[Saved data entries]
——————
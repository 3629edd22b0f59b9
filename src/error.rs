use std::path::PathBuf;

use rusqlite::ErrorCode;
use thiserror::Error;

use crate::db::Table;

pub type Result<T> = std::result::Result<T, SeedError>;

#[derive(Debug, Error)]
pub enum SeedError {
    #[error("cannot open database {}: {reason}", .path.display())]
    Connection { path: PathBuf, reason: String },

    #[error("failed to create table {table}: {source}")]
    Schema {
        table: Table,
        #[source]
        source: rusqlite::Error,
    },

    #[error("constraint violation on {table}: {detail}")]
    ConstraintViolation { table: Table, detail: String },

    #[error("password hashing failed: {0}")]
    Hash(#[from] bcrypt::BcryptError),

    #[error("password is {len} bytes, bcrypt accepts at most {max}")]
    PasswordTooLong { len: usize, max: usize },

    #[error("storage error on {table}: {source}")]
    Storage {
        table: Table,
        #[source]
        source: rusqlite::Error,
    },
}

impl SeedError {
    /// Classify a driver error raised while writing to or reading from `table`.
    pub fn from_write(table: Table, err: rusqlite::Error) -> Self {
        match err {
            rusqlite::Error::SqliteFailure(code, msg)
                if code.code == ErrorCode::ConstraintViolation =>
            {
                SeedError::ConstraintViolation {
                    table,
                    detail: msg.unwrap_or_else(|| code.to_string()),
                }
            }
            other => SeedError::Storage { table, source: other },
        }
    }

    pub fn is_constraint_violation(&self) -> bool {
        matches!(self, SeedError::ConstraintViolation { .. })
    }

    pub fn is_hash_failure(&self) -> bool {
        matches!(self, SeedError::Hash(_) | SeedError::PasswordTooLong { .. })
    }

    pub fn is_connection_failure(&self) -> bool {
        matches!(self, SeedError::Connection { .. })
    }
}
——————
_Problem statement_:
The required output is the lines from the one holding "pub fn from_write(table: Table, err: rusqlite::Error)" through the last line of the entries above, copied exactly.

_Answer area_:
    pub fn from_write(table: Table, err: rusqlite::Error) -> Self {
        match err {
            rusqlite::Error::SqliteFailure(code, msg)
                if code.code == ErrorCode::ConstraintViolation =>
            {
                SeedError::ConstraintViolation {
                    table,
                    detail: msg.unwrap_or_else(|| code.to_string()),
                }
            }
            other => SeedError::Storage { table, source: other },
        }
    }

    pub fn is_constraint_violation(&self) -> bool {
        matches!(self, SeedError::ConstraintViolation { .. })
    }

    pub fn is_hash_failure(&self) -> bool {
        matches!(self, SeedError::Hash(_) | SeedError::PasswordTooLong { .. })
    }

    pub fn is_connection_failure(&self) -> bool {
        matches!(self, SeedError::Connection { .. })
    }
}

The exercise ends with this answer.